What is needed:
Please find the lines in the following records that hold "JoinId", and copy them.

[Stored data entries]
-.-.-

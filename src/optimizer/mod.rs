//! # Plan Optimizer
//!
//! Rewrites the compiled rules of one execution unit into the plans its
//! fixpoint loop runs. Passes apply in order:
//!
//! - Delta reads: mark joins over relations of the unit itself (outside
//!   negation and aggregation) as recursive
//! - Recursive split: rules without recursive joins become base rules; every
//!   other rule yields one variant per recursive join, that join reading
//!   only the previous round's delta
//! - Binding patterns: fix the access path of every join from its bound
//!   columns and declare the secondary indexes it will probe
//!
//! ```text
//! path(X,Z) :- path(X,Y), edge(Y,Z)
//!   base:      (none)
//!   recursive: join path[delta] -> join edge[index 0] -> write path
//! ```
//!
//! A recursive unit without both of the first two passes is evaluated
//! naively. Rewrites copy the nodes on the path to a changed join and keep
//! every other subtree shared.

use crate::config::{EvaluationMode, OptimizerConfig};
use crate::eval::{input_mask, JoinId, Node, RuleEvaluation};
use crate::recursion::ExecutionUnit;
use crate::relation::Registry;
use crate::table::{AccessPath, Window};
use std::collections::HashMap;
use std::sync::Arc;
use tracing::debug;

/// Plans of one execution unit, ready for its fixpoint loop.
#[derive(Debug, Clone, Default)]
pub struct UnitPlan {
    /// Run once before the first round (every rule when `naive`)
    pub base: Vec<RuleEvaluation>,
    /// Delta variants, run every round
    pub recursive: Vec<RuleEvaluation>,
    /// Re-run `base` over full relations until nothing changes
    pub naive: bool,
}

#[derive(Debug, Clone, Copy, PartialEq, Eq)]
pub enum Pass {
    DeltaReads,
    RecursiveSplit,
    BindingPatterns,
}

/// Unit plan builder
#[derive(Debug, Clone)]
pub struct Optimizer {
    passes: Vec<Pass>,
    naive: bool,
}

impl Optimizer {
    /// All passes, semi-naive evaluation.
    pub fn new() -> Self {
        Optimizer {
            passes: vec![Pass::DeltaReads, Pass::RecursiveSplit, Pass::BindingPatterns],
            naive: false,
        }
    }

    pub fn from_config(config: &OptimizerConfig, mode: EvaluationMode) -> Self {
        let mut passes = Vec::new();
        if config.delta_reads {
            passes.push(Pass::DeltaReads);
        }
        if config.split_recursive {
            passes.push(Pass::RecursiveSplit);
        }
        if config.binding_patterns {
            passes.push(Pass::BindingPatterns);
        }
        Optimizer {
            passes,
            naive: mode == EvaluationMode::Naive,
        }
    }

    pub fn passes(&self) -> &[Pass] {
        &self.passes
    }

    fn enabled(&self, pass: Pass) -> bool {
        self.passes.contains(&pass)
    }

    /// Build the plan of `unit` from its members' rules.
    pub fn optimize(&self, unit: &ExecutionUnit, registry: &mut Registry) -> UnitPlan {
        let mut plans: Vec<RuleEvaluation> = unit
            .members
            .iter()
            .flat_map(|&m| registry.relation(m).rules().to_vec())
            .map(|rule| (*rule.evaluation).clone())
            .collect();

        let semi_naive = !self.naive
            && self.enabled(Pass::DeltaReads)
            && self.enabled(Pass::RecursiveSplit);
        let naive = unit.recursive && !semi_naive;

        if self.enabled(Pass::DeltaReads) {
            plans = plans
                .into_iter()
                .map(|plan| mark_recursive_reads(plan, unit))
                .collect();
        }

        let (mut base, mut recursive) = if !naive && self.enabled(Pass::RecursiveSplit) {
            split_recursive(plans)
        } else {
            (clear_recursive_reads(plans), Vec::new())
        };

        if self.enabled(Pass::BindingPatterns) {
            for plan in base.iter_mut().chain(recursive.iter_mut()) {
                *plan = choose_access_paths(plan, registry);
            }
        }

        debug!(
            unit = %unit.id,
            base = base.len(),
            recursive = recursive.len(),
            naive,
            "unit_plan_built"
        );
        UnitPlan {
            base,
            recursive,
            naive,
        }
    }
}

impl Default for Optimizer {
    fn default() -> Self {
        Self::new()
    }
}

type Memo = HashMap<(usize, bool), Arc<Node>>;

/// Copy `node`, applying `edit` to every node (children first). `positive`
/// tells the edit whether the node runs outside negation and aggregation.
fn rewrite(node: &Arc<Node>, positive: bool, edit: &mut dyn FnMut(&mut Node, bool), memo: &mut Memo) -> Arc<Node> {
    let key = (Arc::as_ptr(node) as usize, positive);
    if let Some(done) = memo.get(&key) {
        return Arc::clone(done);
    }
    let mut copy = (**node).clone();
    for (child, child_positive) in copy.children_mut() {
        *child = rewrite(child, positive && child_positive, edit, memo);
    }
    edit(&mut copy, positive);
    let out = Arc::new(copy);
    memo.insert(key, Arc::clone(&out));
    out
}

fn rewrite_plan(plan: &RuleEvaluation, edit: &mut dyn FnMut(&mut Node, bool)) -> RuleEvaluation {
    let mut memo = Memo::new();
    plan.with_plan(rewrite(&plan.plan, true, edit, &mut memo))
}

fn mark_recursive_reads(plan: RuleEvaluation, unit: &ExecutionUnit) -> RuleEvaluation {
    rewrite_plan(&plan, &mut |node, positive| {
        if let Node::Join {
            relation, recursive, ..
        } = node
        {
            *recursive = positive && unit.contains(*relation);
        }
    })
}

fn clear_recursive_reads(plans: Vec<RuleEvaluation>) -> Vec<RuleEvaluation> {
    plans
        .iter()
        .map(|plan| {
            rewrite_plan(plan, &mut |node, _| {
                if let Node::Join { read, .. } = node {
                    *read = Window::Full;
                }
            })
        })
        .collect()
}

fn recursive_joins(node: &Node) -> Vec<JoinId> {
    let mut ids = Vec::new();
    node.for_each_join(&mut |join| {
        if let Node::Join {
            id, recursive: true, ..
        } = join
        {
            if !ids.contains(id) {
                ids.push(*id);
            }
        }
    });
    ids
}

fn split_recursive(plans: Vec<RuleEvaluation>) -> (Vec<RuleEvaluation>, Vec<RuleEvaluation>) {
    let mut base = Vec::new();
    let mut recursive = Vec::new();
    for plan in plans {
        let joins = recursive_joins(&plan.plan);
        if joins.is_empty() {
            base.push(plan);
            continue;
        }
        for delta_join in joins {
            recursive.push(rewrite_plan(&plan, &mut |node, _| {
                if let Node::Join { id, read, .. } = node {
                    *read = if *id == delta_join {
                        Window::Delta
                    } else {
                        Window::Full
                    };
                }
            }));
        }
    }
    (base, recursive)
}

fn choose_access_paths(plan: &RuleEvaluation, registry: &mut Registry) -> RuleEvaluation {
    rewrite_plan(plan, &mut |node, _| {
        if let Node::Join {
            relation,
            columns,
            access,
            ..
        } = node
        {
            let path = AccessPath::for_mask(input_mask(columns), columns.len());
            if let AccessPath::Index(mask) = path {
                registry.table_mut(*relation).declare_index(mask);
            }
            *access = Some(path);
        }
    })
}

#[cfg(test)]
mod tests {
    use super::*;
    use crate::eval::Column;
    use crate::relation::RelationId;
    use crate::recursion::UnitId;

    fn join(id: u32, relation: u32, columns: Vec<Column>, next: Arc<Node>) -> Arc<Node> {
        Arc::new(Node::Join {
            id: JoinId(id),
            relation: RelationId(relation),
            columns,
            read: Window::Full,
            recursive: false,
            access: None,
            next,
        })
    }

    fn unit(members: Vec<u32>) -> ExecutionUnit {
        ExecutionUnit {
            id: UnitId(0),
            members: members.into_iter().map(RelationId).collect(),
            recursive: true,
            unreliable: false,
            iterations: 0,
        }
    }

    /// path(X, Z) :- path(X, Y), path(Y, Z)
    fn doubling() -> RuleEvaluation {
        let write = Arc::new(Node::Write {
            relation: RelationId(0),
            slots: vec![0, 2],
            next: None,
        });
        let second = join(1, 0, vec![Column::Input(1), Column::Output(2)], write);
        let first = join(0, 0, vec![Column::Output(0), Column::Output(1)], second);
        RuleEvaluation::new(first, 3)
    }

    fn windows(plan: &RuleEvaluation) -> Vec<Window> {
        let mut out = Vec::new();
        plan.plan.for_each_join(&mut |j| {
            if let Node::Join { read, .. } = j {
                out.push(*read);
            }
        });
        out
    }

    #[test]
    fn test_split_one_variant_per_recursive_read() {
        let marked = mark_recursive_reads(doubling(), &unit(vec![0]));
        assert_eq!(recursive_joins(&marked.plan), vec![JoinId(0), JoinId(1)]);
        let (base, recursive) = split_recursive(vec![marked]);
        assert!(base.is_empty());
        assert_eq!(recursive.len(), 2);
        assert_eq!(windows(&recursive[0]), vec![Window::Delta, Window::Full]);
        assert_eq!(windows(&recursive[1]), vec![Window::Full, Window::Delta]);
    }

    #[test]
    fn test_reads_outside_unit_stay_base() {
        let marked = mark_recursive_reads(doubling(), &unit(vec![5]));
        let (base, recursive) = split_recursive(vec![marked]);
        assert_eq!(base.len(), 1);
        assert!(recursive.is_empty());
    }

    #[test]
    fn test_negated_reads_are_not_recursive() {
        let write = Arc::new(Node::Write {
            relation: RelationId(0),
            slots: vec![0],
            next: None,
        });
        let inner = join(1, 0, vec![Column::Input(0)], Arc::new(Node::NotTerminator { flag: 0 }));
        let negate = Arc::new(Node::Negate {
            flag: 0,
            inner,
            next: write,
        });
        let plan = RuleEvaluation::new(join(0, 1, vec![Column::Output(0)], negate), 1);
        let marked = mark_recursive_reads(plan, &unit(vec![0, 1]));
        assert_eq!(recursive_joins(&marked.plan), vec![JoinId(0)]);
    }

    #[test]
    fn test_rewrite_keeps_shared_successor() {
        let write = Arc::new(Node::Write {
            relation: RelationId(2),
            slots: vec![0],
            next: None,
        });
        let tail = join(2, 0, vec![Column::Input(0)], write);
        let or = Arc::new(Node::Or {
            branches: vec![
                join(0, 1, vec![Column::Output(0)], Arc::clone(&tail)),
                join(1, 3, vec![Column::Output(0)], Arc::clone(&tail)),
            ],
        });
        let plan = RuleEvaluation::new(or, 1);
        let marked = mark_recursive_reads(plan, &unit(vec![1]));
        let Node::Or { branches } = &*marked.plan else {
            panic!("expected or");
        };
        let nexts: Vec<&Arc<Node>> = branches.iter().map(|b| b.children()[0]).collect();
        assert!(Arc::ptr_eq(nexts[0], nexts[1]));
    }

    #[test]
    fn test_from_config() {
        let config = OptimizerConfig {
            split_recursive: false,
            ..OptimizerConfig::default()
        };
        let optimizer = Optimizer::from_config(&config, EvaluationMode::SemiNaive);
        assert_eq!(optimizer.passes(), &[Pass::DeltaReads, Pass::BindingPatterns]);
    }
}
//! Query Execution Module
//!
//! Provides the cooperative evaluation budget of a top-level query:
//! - Step ceiling counted per joined row and per write
//! - Memory ceiling checked every few thousand steps

mod limits;

pub use limits::{Budget, ResourceError, ResourceLimits, StepOutcome};

#[cfg(test)]
mod tests {
    use super::*;
    use crate::error::EngineError;

    #[test]
    fn test_resource_error_display() {
        let err = ResourceError::StepLimitExceeded { limit: 42 };
        assert_eq!(format!("{err}"), "Step limit exceeded: limit 42 steps");

        let engine: EngineError = err.into();
        assert_eq!(format!("{engine}"), "Step limit exceeded: limit 42 steps");
    }
}
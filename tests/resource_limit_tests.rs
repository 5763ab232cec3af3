//! Step and memory ceilings on evaluation, and recovery after an abort.

use deductive::ast::builders::{atom, RuleBuilder};
use deductive::execution::ResourceLimits;
use deductive::{Database, EngineError, RelationState, Value};

// Test Helpers
fn numbers(n: i64) -> Database {
    let mut db = Database::new();
    for i in 0..n {
        db.insert("num", &[Value::Integer(i)]).unwrap();
    }
    db.add_rule(
        &RuleBuilder::new("pair")
            .head_vars(["X", "Y"])
            .body_atom("num", ["X"])
            .body_atom("num", ["Y"])
            .build(),
    )
    .unwrap();
    db
}

fn chain(db: &mut Database, length: i64) {
    for i in 0..length {
        db.insert("edge", &[Value::Integer(i), Value::Integer(i + 1)]).unwrap();
    }
    db.add_rule(&RuleBuilder::new("path").head_vars(["X", "Y"]).body_atom("edge", ["X", "Y"]).build())
        .unwrap();
    db.add_rule(
        &RuleBuilder::new("path")
            .head_vars(["X", "Y"])
            .body_atom("path", ["X", "Z"])
            .body_atom("edge", ["Z", "Y"])
            .build(),
    )
    .unwrap();
}

// Step Limit Tests
#[test]
fn test_step_limit_aborts_query() {
    let mut db = numbers(50);
    db.set_limits(ResourceLimits::unlimited().with_max_steps(100));
    let err = db.query(&atom("pair", ["X", "Y"]).into()).unwrap_err();
    assert_eq!(err, EngineError::StepLimitExceeded { limit: 100 });
    assert!(db.diagnostics().errors().contains(&err));
}

#[test]
fn test_rows_derived_before_abort_remain() {
    let mut db = numbers(50);
    db.set_limits(ResourceLimits::unlimited().with_max_steps(100));
    assert!(db.rows("pair", 2).is_err());

    let name = db.predicate("pair", 2);
    let relation = db.relation(&name).unwrap();
    assert_eq!(relation.state(), RelationState::Unanalyzed);
    let partial = relation.table().len();
    assert!(partial > 0 && partial < 2500, "{partial}");

    db.set_limits(ResourceLimits::unlimited());
    assert_eq!(db.rows("pair", 2).unwrap().len(), 2500);
}

#[test]
fn test_generous_limit_succeeds() {
    let mut db = numbers(10);
    db.set_limits(ResourceLimits::unlimited().with_max_steps(1_000_000));
    let result = db.query(&atom("pair", ["X", "Y"]).into()).unwrap();
    assert_eq!(result.len(), 100);
    assert!(db.is_successful());
}

#[test]
fn test_recursive_unit_recovers_after_abort() {
    let mut db = Database::new();
    chain(&mut db, 40);
    db.set_limits(ResourceLimits::unlimited().with_max_steps(200));
    let err = db.query(&atom("path", ["X", "Y"]).into()).unwrap_err();
    assert!(err.is_limit());

    db.set_limits(ResourceLimits::unlimited());
    let result = db.query(&atom("path", ["X", "Y"]).into()).unwrap();
    // 40 + 39 + ... + 1 paths along the chain
    assert_eq!(result.len(), 40 * 41 / 2);
}

#[test]
fn test_limit_applies_per_query() {
    let mut db = Database::new();
    for i in 0..30 {
        db.insert("a", &[Value::Integer(i)]).unwrap();
        db.insert("b", &[Value::Integer(i)]).unwrap();
    }
    db.add_rule(&RuleBuilder::new("ca").head_vars(["X"]).body_atom("a", ["X"]).build())
        .unwrap();
    db.add_rule(&RuleBuilder::new("cb").head_vars(["X"]).body_atom("b", ["X"]).build())
        .unwrap();
    // Each query needs about 60 steps; together they would exceed 100.
    db.set_limits(ResourceLimits::unlimited().with_max_steps(100));
    assert_eq!(db.rows("ca", 1).unwrap().len(), 30);
    assert_eq!(db.rows("cb", 1).unwrap().len(), 30);
}

// Memory Limit Tests
#[test]
fn test_memory_limit_aborts_query() {
    let mut db = numbers(200);
    db.set_limits(
        ResourceLimits::unlimited()
            .with_max_memory(64 * 1024)
            .with_memory_check_interval(100),
    );
    let err = db.query(&atom("pair", ["X", "Y"]).into()).unwrap_err();
    assert!(matches!(err, EngineError::MemoryLimitExceeded { limit, used } if limit == 64 * 1024 && used > limit));
    assert!(err.is_limit());
}

#[test]
fn test_memory_limit_not_reached() {
    let mut db = numbers(5);
    db.set_limits(
        ResourceLimits::unlimited()
            .with_max_memory(64 * 1024 * 1024)
            .with_memory_check_interval(1),
    );
    assert_eq!(db.rows("pair", 2).unwrap().len(), 25);
}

-.-.-

Answer to this exercise:
use crate::eval::{input_mask, JoinId, Node, RuleEvaluation};
fn recursive_joins(node: &Node) -> Vec<JoinId> {
            id: JoinId(id),
        assert_eq!(recursive_joins(&marked.plan), vec![JoinId(0), JoinId(1)]);
        assert_eq!(recursive_joins(&marked.plan), vec![JoinId(0)]);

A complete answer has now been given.